*TASK DESCRIPTION:* Counting the line with "pub struct Options" as the last one, copy out the lines of the data exactly from the first onward.

BEGIN MATERIAL PROVIDED

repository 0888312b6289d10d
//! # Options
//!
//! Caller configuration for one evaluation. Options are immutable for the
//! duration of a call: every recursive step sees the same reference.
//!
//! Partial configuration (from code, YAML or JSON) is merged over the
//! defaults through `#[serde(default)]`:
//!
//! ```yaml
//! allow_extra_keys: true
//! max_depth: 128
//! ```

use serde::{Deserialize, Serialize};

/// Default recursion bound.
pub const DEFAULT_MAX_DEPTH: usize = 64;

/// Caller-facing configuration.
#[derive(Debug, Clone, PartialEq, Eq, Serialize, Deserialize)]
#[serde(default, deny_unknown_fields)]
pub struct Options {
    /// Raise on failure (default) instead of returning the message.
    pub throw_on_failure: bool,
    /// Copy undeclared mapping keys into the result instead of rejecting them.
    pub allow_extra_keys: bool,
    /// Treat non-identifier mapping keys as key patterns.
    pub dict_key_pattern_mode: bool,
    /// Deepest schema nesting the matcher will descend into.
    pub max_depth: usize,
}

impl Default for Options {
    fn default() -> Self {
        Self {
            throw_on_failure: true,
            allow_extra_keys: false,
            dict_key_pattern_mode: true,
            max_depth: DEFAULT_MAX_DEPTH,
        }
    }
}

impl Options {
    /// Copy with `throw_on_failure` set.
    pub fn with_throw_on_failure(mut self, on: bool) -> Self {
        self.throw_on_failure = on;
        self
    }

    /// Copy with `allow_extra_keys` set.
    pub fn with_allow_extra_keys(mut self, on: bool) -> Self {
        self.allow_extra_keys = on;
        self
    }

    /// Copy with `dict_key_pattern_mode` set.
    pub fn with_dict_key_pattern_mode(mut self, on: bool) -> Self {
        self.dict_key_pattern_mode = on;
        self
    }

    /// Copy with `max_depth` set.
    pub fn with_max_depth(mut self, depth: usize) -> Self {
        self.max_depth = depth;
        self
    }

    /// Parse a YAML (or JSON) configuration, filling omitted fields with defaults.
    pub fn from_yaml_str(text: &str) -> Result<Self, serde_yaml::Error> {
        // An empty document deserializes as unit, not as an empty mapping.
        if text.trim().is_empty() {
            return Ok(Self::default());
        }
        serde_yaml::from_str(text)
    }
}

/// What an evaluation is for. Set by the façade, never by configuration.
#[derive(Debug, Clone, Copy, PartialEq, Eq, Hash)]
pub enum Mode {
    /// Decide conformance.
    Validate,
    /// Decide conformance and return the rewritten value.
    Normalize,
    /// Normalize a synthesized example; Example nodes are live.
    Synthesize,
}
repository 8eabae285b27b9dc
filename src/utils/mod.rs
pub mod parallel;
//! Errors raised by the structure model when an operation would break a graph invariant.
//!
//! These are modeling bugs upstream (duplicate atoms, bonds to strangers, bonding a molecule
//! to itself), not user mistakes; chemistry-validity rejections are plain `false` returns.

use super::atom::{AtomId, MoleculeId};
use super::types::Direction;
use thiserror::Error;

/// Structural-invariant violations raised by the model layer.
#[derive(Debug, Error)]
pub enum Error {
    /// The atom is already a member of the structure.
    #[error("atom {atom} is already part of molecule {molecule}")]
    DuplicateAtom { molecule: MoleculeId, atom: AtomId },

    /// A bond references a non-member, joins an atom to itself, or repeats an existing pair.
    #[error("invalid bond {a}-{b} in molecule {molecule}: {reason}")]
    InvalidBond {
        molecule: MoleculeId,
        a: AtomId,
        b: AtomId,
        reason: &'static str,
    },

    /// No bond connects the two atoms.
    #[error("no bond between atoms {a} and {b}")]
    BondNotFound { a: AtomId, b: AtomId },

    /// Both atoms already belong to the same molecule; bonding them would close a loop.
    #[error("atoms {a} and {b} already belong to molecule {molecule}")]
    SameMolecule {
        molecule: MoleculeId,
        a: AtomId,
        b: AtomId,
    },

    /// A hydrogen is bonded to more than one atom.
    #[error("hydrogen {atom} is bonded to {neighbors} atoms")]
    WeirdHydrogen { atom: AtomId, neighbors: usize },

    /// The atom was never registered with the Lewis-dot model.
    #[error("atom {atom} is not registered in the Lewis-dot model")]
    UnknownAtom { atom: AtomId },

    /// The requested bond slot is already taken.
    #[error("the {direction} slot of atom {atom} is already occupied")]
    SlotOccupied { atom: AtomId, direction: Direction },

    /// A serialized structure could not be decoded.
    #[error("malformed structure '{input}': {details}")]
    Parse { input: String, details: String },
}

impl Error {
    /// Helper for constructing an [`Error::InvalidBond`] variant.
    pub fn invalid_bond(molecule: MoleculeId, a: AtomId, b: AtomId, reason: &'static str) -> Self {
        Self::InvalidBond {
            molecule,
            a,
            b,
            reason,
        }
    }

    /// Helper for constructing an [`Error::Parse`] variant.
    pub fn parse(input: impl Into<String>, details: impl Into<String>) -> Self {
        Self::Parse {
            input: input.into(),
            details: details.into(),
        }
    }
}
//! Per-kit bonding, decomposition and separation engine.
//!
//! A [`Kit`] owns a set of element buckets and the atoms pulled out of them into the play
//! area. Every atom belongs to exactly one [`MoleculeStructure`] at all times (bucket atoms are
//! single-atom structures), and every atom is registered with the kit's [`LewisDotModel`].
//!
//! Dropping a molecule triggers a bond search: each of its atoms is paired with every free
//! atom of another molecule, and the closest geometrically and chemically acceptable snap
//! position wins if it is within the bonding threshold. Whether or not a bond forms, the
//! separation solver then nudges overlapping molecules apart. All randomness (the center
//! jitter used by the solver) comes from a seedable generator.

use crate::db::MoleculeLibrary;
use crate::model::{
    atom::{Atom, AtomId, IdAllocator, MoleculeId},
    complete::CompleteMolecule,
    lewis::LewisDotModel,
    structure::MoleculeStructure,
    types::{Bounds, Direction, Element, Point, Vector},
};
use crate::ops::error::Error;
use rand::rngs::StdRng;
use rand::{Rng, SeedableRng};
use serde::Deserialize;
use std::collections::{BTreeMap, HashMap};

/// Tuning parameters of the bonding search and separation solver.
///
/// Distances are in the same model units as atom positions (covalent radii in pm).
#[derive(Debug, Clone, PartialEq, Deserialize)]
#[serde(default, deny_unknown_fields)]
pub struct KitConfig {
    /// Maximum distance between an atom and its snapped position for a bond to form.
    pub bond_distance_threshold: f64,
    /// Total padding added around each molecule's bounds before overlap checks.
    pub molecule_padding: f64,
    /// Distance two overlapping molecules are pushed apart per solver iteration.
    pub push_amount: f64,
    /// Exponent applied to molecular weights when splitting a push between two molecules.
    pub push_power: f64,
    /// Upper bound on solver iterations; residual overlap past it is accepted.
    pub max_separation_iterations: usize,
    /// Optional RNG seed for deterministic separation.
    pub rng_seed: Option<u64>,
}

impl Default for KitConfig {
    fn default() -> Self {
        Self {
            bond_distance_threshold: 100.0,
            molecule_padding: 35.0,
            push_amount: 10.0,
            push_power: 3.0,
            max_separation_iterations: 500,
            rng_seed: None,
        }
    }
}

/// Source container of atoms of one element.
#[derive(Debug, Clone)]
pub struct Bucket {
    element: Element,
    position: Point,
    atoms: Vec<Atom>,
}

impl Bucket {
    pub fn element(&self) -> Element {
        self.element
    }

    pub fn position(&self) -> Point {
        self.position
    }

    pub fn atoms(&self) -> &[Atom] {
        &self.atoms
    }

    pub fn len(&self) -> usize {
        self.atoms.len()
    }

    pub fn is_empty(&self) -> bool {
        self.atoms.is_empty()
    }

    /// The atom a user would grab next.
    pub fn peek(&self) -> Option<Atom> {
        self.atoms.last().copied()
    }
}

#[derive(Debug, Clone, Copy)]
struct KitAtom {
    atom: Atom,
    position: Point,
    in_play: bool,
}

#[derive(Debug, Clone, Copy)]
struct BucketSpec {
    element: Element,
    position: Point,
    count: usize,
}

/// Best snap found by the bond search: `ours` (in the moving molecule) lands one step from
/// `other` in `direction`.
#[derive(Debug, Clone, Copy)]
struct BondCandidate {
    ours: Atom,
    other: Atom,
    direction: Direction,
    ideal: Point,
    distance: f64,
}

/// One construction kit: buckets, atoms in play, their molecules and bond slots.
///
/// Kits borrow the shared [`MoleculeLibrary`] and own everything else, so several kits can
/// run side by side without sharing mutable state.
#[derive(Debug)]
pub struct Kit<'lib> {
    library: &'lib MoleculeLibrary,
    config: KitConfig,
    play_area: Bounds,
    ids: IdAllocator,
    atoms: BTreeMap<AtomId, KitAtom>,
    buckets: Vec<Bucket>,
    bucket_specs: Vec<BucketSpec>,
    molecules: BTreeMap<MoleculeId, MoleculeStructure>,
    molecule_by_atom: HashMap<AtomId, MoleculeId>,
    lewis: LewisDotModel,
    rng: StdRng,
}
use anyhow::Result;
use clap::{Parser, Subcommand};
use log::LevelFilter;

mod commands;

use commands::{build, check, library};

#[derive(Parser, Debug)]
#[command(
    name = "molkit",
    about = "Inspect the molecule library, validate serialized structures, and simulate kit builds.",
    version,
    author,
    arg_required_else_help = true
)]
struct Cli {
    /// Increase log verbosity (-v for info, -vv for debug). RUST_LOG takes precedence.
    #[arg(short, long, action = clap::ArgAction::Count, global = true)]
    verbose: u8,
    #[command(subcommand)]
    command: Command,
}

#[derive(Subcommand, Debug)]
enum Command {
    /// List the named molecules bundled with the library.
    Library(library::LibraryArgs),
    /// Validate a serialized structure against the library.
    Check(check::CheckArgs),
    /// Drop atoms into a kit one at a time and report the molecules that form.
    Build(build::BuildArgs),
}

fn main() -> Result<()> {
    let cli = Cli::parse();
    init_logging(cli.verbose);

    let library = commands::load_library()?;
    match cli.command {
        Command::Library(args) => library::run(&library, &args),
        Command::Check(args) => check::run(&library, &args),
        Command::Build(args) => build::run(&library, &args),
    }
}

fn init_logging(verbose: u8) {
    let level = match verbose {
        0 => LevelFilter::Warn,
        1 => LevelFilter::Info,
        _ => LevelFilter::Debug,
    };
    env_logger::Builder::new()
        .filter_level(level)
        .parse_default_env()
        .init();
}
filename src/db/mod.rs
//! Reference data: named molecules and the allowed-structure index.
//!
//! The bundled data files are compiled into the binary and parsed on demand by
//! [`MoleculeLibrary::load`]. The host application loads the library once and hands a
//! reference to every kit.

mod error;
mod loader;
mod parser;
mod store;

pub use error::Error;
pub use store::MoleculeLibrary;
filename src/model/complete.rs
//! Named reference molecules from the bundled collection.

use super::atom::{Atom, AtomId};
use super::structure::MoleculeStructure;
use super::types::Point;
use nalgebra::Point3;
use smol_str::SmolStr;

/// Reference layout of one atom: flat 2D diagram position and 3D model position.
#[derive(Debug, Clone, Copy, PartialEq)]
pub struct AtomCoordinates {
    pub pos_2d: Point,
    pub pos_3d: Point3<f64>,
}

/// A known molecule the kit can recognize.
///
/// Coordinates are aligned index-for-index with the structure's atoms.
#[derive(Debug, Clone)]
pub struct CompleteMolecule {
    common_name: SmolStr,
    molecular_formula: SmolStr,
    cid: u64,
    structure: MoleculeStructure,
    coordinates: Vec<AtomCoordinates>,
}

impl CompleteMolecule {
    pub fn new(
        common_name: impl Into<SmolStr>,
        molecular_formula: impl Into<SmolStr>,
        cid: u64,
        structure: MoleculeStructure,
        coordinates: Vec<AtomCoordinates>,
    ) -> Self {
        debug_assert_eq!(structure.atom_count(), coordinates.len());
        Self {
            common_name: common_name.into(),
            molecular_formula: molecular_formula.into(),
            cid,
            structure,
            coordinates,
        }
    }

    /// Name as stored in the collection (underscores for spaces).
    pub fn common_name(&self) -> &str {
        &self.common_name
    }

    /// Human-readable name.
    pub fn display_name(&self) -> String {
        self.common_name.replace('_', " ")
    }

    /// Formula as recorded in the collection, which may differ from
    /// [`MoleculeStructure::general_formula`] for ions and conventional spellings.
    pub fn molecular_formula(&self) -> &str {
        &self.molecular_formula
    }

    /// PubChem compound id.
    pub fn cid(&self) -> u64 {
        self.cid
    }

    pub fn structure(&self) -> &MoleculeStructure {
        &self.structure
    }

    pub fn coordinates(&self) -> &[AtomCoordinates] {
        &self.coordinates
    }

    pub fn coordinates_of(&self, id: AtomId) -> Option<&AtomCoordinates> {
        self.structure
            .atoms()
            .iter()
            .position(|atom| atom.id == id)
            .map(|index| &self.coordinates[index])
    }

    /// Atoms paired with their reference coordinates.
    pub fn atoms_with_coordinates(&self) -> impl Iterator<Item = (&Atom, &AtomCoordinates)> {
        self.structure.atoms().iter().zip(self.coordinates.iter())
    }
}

END MATERIAL PROVIDED

*SOLUTION BELOW:*
repository 0888312b6289d10d
//! # Options
//!
//! Caller configuration for one evaluation. Options are immutable for the
//! duration of a call: every recursive step sees the same reference.
//!
//! Partial configuration (from code, YAML or JSON) is merged over the
//! defaults through `#[serde(default)]`:
//!
//! ```yaml
//! allow_extra_keys: true
//! max_depth: 128
//! ```

use serde::{Deserialize, Serialize};

/// Default recursion bound.
pub const DEFAULT_MAX_DEPTH: usize = 64;

/// Caller-facing configuration.
#[derive(Debug, Clone, PartialEq, Eq, Serialize, Deserialize)]
#[serde(default, deny_unknown_fields)]
pub struct Options {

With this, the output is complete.